To start setting up the model


2 IMPORT modules

1 ACCUMULATE module

1 CRPROJ module

1 AUTOTIE module

1 TPREFN module

1 CPMMSEG

2 RELEASE modules

1 ORTHO module

2 EXPORT modules


Figure 107. Modules on canvas with no pipe connections



To configure the first IMPORT module

1. Double-click the first IMPORT module.

2. The IMPORT Module Control Panel opens.

3. Click Browse and navigate to the ASTER_MODELER folder.

4. Select 3b.pix and click Open.

5. From the Available Layers list, select the raster layer.

6. Click Batch.

7. The Module Control Panel expands.

8. Right-click on the file column heading and select Add Files.... Select the

3n.pix file. You should have two entries, one with 3b.pix and one with 3n.pix.

Figure 108. IMPORT Module Control Panel with Batch parameter sets

9. Click Accept.


1. Double-click the IMPORT module above the ORTHO module.

2. Click Browse and navigate to the ASTER_MODELER folder.



3. Select aster_dem.pix and click Open.

4. From the Available Layers list, select the 32R SRTM DEM layer.

Figure 109. IMPORT Module Control Panel

5. Click Accept.

Note The pseudo GCPs delivered with ASTER data cannot be

imported into the model because the 3N and 3B images

have different GCPs with the same GCP ID.

The modules will now be connected with pipes.

To connect the first IMPORT and CRPROJ modules

1. Click the raster port from the first (leftmost) IMPORT module and connect

with the input port of the upper ACCUMULATE module.

2. Connect the output port from the ACCUMULATE module to the raster port on

the CRPROJ module.

Note The ACCUMULATE module accumulates all incoming layers

during batch execution. These layers are released when

all batch runs have been exhausted and all modules

executed.



Figure 110. IMPORT module connected to CRPROJ

To connect CRPROJ to CPMMSEG and EXPORT

1. Connect the Output OrthoEngine Project port from CRPROJ to the Input

OrthoEngine Project port on AUTOTIE.

2. Connect the Output OrthoEngine Project port from AUTOTIE to the Input

OrthoEngine Project port on TPREFN.

3. Connect the Output OrthoEngine Project port from TPREFN to the Input

OrthoEngine Project port on the first EXPORT module.

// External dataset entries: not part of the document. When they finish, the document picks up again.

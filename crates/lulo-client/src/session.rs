//! Session: the connection, wallet, program clients and stores for one
//! user, plus the standard boundary every action goes through.

use lulo_sol::Pubkey;
use tracing::{info, warn};

use crate::actions::{self, Action, PlanContext, ProgramKind};
use crate::config::ClusterConfig;
use crate::connection::Connection;
use crate::error::ClientError;
use crate::notify::{Notification, Notifications};
use crate::program::ProgramClient;
use crate::routes::Route;
use crate::stores::{ScanContext, StoreKind, Stores};
use crate::views::{self, RenderContext, View};
use crate::wallet::WalletAdapter;

pub struct Session<C: Connection, W: WalletAdapter> {
    config: ClusterConfig,
    connection: C,
    wallet: W,
    lulo: ProgramClient,
    dex: ProgramClient,
    stores: Stores,
    notifications: Notifications,
}

impl<C: Connection, W: WalletAdapter> Session<C, W> {
    pub fn new(config: ClusterConfig, connection: C, wallet: W) -> Result<Self, ClientError> {
        config.validate()?;
        let lulo = ProgramClient::new(config.lulo.clone())?;
        let dex = ProgramClient::new(config.dex.clone())?;
        info!(cluster = %config.cluster, rpc = %config.rpc_url, "session opened");
        Ok(Self {
            config,
            connection,
            wallet,
            lulo,
            dex,
            stores: Stores::new(),
            notifications: Notifications::default(),
        })
    }

    pub fn config(&self) -> &ClusterConfig {
        &self.config
    }

    pub fn connection(&self) -> &C {
        &self.connection
    }

    pub fn wallet(&self) -> &W {
        &self.wallet
    }

    pub fn wallet_mut(&mut self) -> &mut W {
        &mut self.wallet
    }

    pub fn public_key(&self) -> Option<Pubkey> {
        self.wallet.public_key()
    }

    pub fn stores(&self) -> &Stores {
        &self.stores
    }

    pub fn notifications(&self) -> &Notifications {
        &self.notifications
    }

    pub fn drain_notifications(&mut self) -> Vec<Notification> {
        self.notifications.drain()
    }

    pub fn lulo(&self) -> &ProgramClient {
        &self.lulo
    }

    pub fn dex(&self) -> &ProgramClient {
        &self.dex
    }

    // ─── Stores and views ───────────────────────────────────────────

    /// Rebuild one store; see [`Stores::refresh`].
    pub fn refresh(&mut self, kind: &StoreKind) -> Result<bool, ClientError> {
        let ctx = ScanContext {
            connection: &self.connection,
            lulo: &self.lulo,
            dex: &self.dex,
            wallet: self.wallet.public_key(),
        };
        self.stores.refresh(kind, &ctx)
    }

    /// Refresh the store the route reads, then render it. A failed refresh
    /// renders the previous contents.
    pub fn open(&mut self, route: &Route) -> View {
        if let Some(kind) = route.store() {
            if let Err(e) = self.refresh(&kind) {
                warn!(route = %route.path(), error = %e, "showing stale view");
            }
        }
        self.render(route)
    }

    pub fn render(&self, route: &Route) -> View {
        views::render(
            route,
            &RenderContext {
                stores: &self.stores,
                wallet: self.wallet.public_key(),
                config: &self.config,
            },
        )
    }

    // ─── Actions ────────────────────────────────────────────────────

    /// Run `action` and rescan the store its table row names.
    pub fn execute(&mut self, action: &Action) -> Result<String, ClientError> {
        let refresh = action.spec().refresh.clone();
        self.run(action, &refresh)
    }

    /// Run `action` offered on `route` and rescan the store that route
    /// reads. Routes without a store fall back to the table row's target.
    pub fn execute_on(&mut self, route: &Route, action: &Action) -> Result<String, ClientError> {
        let refresh = route
            .store()
            .unwrap_or_else(|| action.spec().refresh.clone());
        self.run(action, &refresh)
    }

    /// Run `action`: plan, submit, confirm, then rescan `refresh` once.
    ///
    /// Without a wallet nothing touches the network. Every outcome is
    /// reported as a notification; a failure leaves every store as it was.
    pub fn run(&mut self, action: &Action, refresh: &StoreKind) -> Result<String, ClientError> {
        let signer = self.require_wallet(action.spec().label)?;
        let result = self.submit(action, signer);
        self.settle(result, refresh, "Transaction successful!", "Transaction failed!")
    }

    /// Request `lamports` from the cluster faucet for the connected wallet,
    /// then rescan the balance.
    pub fn request_airdrop(&mut self, lamports: u64) -> Result<String, ClientError> {
        let to = self.require_wallet("airdrop")?;
        let result = self.airdrop(to, lamports);
        self.settle(result, &StoreKind::Balance, "Airdrop successful!", "Airdrop failed!")
    }

    fn require_wallet(&mut self, what: &str) -> Result<Pubkey, ClientError> {
        let Some(key) = self.wallet.public_key() else {
            warn!(action = what, "wallet not connected");
            self.notifications
                .push(Notification::error(&ClientError::WalletNotConnected.to_string()));
            return Err(ClientError::WalletNotConnected);
        };
        Ok(key)
    }

    fn settle(
        &mut self,
        result: Result<String, ClientError>,
        refresh: &StoreKind,
        succeeded: &str,
        failed: &str,
    ) -> Result<String, ClientError> {
        match result {
            Ok(signature) => {
                if let Err(e) = self.refresh(refresh) {
                    warn!(%signature, error = %e, "post-transaction refresh failed");
                }
                self.notifications.push(Notification::success(succeeded, &signature));
                Ok(signature)
            }
            Err(e) => {
                self.notifications.push(
                    Notification::error(failed)
                        .with_description(e.to_string())
                        .with_txid(e.signature()),
                );
                Err(e)
            }
        }
    }

    fn submit(&self, action: &Action, signer: Pubkey) -> Result<String, ClientError> {
        let plan = actions::plan(
            action,
            &PlanContext {
                signer,
                lulo: *self.lulo.program_id(),
                dex: *self.dex.program_id(),
                connection: &self.connection,
            },
        )?;

        let program = match plan.program {
            ProgramKind::Lulo => &self.lulo,
            ProgramKind::Dex => &self.dex,
        };
        let signature = program.invoke(
            &self.connection,
            &self.wallet,
            plan.instruction,
            &plan.args,
            &plan.accounts,
            &plan.prelude,
        )?;
        self.confirm(&signature)?;

        info!(action = action.spec().label, %signature, "transaction confirmed");
        Ok(signature)
    }

    fn airdrop(&self, to: Pubkey, lamports: u64) -> Result<String, ClientError> {
        if lamports == 0 {
            return Err(ClientError::InvalidInput("airdrop amount must be positive".into()));
        }
        let signature = self.connection.request_airdrop(&to, lamports)?;
        self.confirm(&signature)?;

        info!(%signature, lamports, "airdrop confirmed");
        Ok(signature)
    }

    fn confirm(&self, signature: &str) -> Result<(), ClientError> {
        self.connection
            .confirm_transaction(signature, self.config.commitment)
            .map_err(|e| ClientError::Confirmation {
                signature: signature.to_string(),
                reason: e.to_string(),
            })
    }
}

4. Connect the Output OrthoEngine Project port from TPREFN to the Input

OrthoEngine Project port on CPMMSEG.

5. Connect the Output raster port from the ACCUMULATE module to the Input

raster port on the first RELEASE module.

6. Connect the Output raster port from the first RELEASE module to the Input

raster port on the CPMMSEG module.

Note The RELEASE module releases all incoming layers in

sequence by layer or by group during batch execution.

Release takes place during each model execution until all

groups or layers have been released.



Figure 111. Connections from CRPROJ

To connect ORTHO and EXPORT

1. Click the output raster port from the ACCUMULATE module and click the

input port on the second RELEASE module.

2. On the second RELEASE module click the output port and connect it to the

input Image Layers to be Processed raster port on the ORTHO module.

3. Connect the output Math Model Layer port from CPMMSEG to the input Math

Model port on the ORTHO module.

4. Connect the output Raster port of the second IMPORT module to the input

Elevation Layer port of the ORTHO module.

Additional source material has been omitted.